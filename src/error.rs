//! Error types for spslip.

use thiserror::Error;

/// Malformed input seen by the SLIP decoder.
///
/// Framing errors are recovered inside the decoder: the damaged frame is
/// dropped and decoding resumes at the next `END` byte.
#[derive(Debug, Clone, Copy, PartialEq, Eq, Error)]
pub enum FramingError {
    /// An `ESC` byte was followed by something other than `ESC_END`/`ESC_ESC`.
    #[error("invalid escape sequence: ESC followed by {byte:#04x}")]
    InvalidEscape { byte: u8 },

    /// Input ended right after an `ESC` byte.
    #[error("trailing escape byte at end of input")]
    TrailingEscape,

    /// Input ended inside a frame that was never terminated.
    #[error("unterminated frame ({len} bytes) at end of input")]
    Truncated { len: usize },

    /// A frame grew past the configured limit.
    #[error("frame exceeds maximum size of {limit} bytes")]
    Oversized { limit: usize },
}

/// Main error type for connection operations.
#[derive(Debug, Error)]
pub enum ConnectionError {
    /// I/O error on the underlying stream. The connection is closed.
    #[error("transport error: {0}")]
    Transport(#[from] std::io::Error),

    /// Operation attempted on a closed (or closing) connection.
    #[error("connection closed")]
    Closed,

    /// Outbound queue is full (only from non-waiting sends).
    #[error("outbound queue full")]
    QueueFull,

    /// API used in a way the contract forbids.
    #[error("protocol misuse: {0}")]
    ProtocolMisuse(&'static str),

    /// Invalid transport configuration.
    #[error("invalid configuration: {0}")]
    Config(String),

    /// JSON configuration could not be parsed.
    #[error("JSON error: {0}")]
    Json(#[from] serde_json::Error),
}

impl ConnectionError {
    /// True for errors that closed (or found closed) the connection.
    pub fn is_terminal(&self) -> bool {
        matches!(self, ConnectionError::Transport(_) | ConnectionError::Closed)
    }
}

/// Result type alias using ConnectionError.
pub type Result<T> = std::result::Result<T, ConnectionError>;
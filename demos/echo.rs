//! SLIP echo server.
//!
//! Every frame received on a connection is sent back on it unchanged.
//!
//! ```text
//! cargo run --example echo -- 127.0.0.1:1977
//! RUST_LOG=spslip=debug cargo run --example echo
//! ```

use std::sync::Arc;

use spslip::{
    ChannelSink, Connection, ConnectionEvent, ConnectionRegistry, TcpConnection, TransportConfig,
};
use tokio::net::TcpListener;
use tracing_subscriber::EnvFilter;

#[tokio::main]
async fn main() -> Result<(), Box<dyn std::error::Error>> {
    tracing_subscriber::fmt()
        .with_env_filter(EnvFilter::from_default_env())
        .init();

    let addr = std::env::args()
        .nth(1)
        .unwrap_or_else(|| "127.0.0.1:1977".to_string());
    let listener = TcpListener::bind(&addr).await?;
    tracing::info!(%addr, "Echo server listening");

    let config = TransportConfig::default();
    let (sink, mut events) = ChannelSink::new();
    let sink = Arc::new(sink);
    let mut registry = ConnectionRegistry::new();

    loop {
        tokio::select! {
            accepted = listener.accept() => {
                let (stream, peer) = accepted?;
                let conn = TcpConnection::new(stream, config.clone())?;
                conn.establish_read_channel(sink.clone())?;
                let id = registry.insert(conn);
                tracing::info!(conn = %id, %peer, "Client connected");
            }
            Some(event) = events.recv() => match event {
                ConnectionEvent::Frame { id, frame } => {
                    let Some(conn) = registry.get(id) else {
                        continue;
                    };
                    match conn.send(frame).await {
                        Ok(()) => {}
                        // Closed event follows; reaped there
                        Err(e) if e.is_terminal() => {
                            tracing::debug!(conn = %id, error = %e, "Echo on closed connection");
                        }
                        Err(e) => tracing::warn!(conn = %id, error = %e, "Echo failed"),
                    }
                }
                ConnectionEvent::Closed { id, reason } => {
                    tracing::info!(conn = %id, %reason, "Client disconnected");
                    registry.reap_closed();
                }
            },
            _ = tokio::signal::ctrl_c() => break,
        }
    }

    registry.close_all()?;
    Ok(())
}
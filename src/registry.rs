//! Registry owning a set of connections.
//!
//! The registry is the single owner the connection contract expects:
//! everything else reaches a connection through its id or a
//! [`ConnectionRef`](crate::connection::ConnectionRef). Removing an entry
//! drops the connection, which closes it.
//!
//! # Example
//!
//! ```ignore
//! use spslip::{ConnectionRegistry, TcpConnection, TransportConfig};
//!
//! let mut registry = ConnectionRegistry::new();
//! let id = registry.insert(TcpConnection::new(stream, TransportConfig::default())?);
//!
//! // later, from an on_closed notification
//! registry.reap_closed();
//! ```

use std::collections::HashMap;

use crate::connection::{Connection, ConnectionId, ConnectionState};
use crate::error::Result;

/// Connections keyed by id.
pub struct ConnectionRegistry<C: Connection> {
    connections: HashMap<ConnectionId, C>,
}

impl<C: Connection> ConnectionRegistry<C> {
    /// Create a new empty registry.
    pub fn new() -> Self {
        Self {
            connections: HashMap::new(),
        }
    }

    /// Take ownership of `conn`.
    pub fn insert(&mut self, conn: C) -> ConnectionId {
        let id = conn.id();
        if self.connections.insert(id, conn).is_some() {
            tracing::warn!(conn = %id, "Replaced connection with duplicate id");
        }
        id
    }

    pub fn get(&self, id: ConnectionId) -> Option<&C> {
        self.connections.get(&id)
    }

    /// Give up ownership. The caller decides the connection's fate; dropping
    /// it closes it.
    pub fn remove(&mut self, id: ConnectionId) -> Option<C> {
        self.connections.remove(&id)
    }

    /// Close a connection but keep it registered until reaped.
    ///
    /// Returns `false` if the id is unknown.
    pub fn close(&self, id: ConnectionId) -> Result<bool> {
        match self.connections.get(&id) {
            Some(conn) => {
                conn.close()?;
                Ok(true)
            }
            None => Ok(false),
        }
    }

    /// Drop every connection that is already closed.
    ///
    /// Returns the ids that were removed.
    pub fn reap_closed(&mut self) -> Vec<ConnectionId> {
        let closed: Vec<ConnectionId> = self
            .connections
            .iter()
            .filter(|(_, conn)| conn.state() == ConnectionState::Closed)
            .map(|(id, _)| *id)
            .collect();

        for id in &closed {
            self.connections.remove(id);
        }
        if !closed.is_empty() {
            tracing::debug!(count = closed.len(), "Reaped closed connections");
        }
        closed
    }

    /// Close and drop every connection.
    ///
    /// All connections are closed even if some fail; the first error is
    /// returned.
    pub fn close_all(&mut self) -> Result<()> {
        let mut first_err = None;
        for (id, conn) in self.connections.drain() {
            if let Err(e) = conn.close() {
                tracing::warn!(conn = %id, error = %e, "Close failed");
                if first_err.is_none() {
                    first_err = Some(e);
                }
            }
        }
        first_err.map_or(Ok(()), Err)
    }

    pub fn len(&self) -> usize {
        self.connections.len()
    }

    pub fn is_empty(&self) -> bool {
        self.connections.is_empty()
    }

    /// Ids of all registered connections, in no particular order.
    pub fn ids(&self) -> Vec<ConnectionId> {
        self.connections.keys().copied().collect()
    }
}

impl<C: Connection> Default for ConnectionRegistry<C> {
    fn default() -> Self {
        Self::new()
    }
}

■ ■ ■

#### What is required:
Search the data above and return each line in which "Result" occurs.

#### Written answer:
/// Result type alias using ConnectionError.
pub type Result<T> = std::result::Result<T, ConnectionError>;
async fn main() -> Result<(), Box<dyn std::error::Error>> {
use crate::error::Result;
    pub fn close(&self, id: ConnectionId) -> Result<bool> {
    pub fn close_all(&mut self) -> Result<()> {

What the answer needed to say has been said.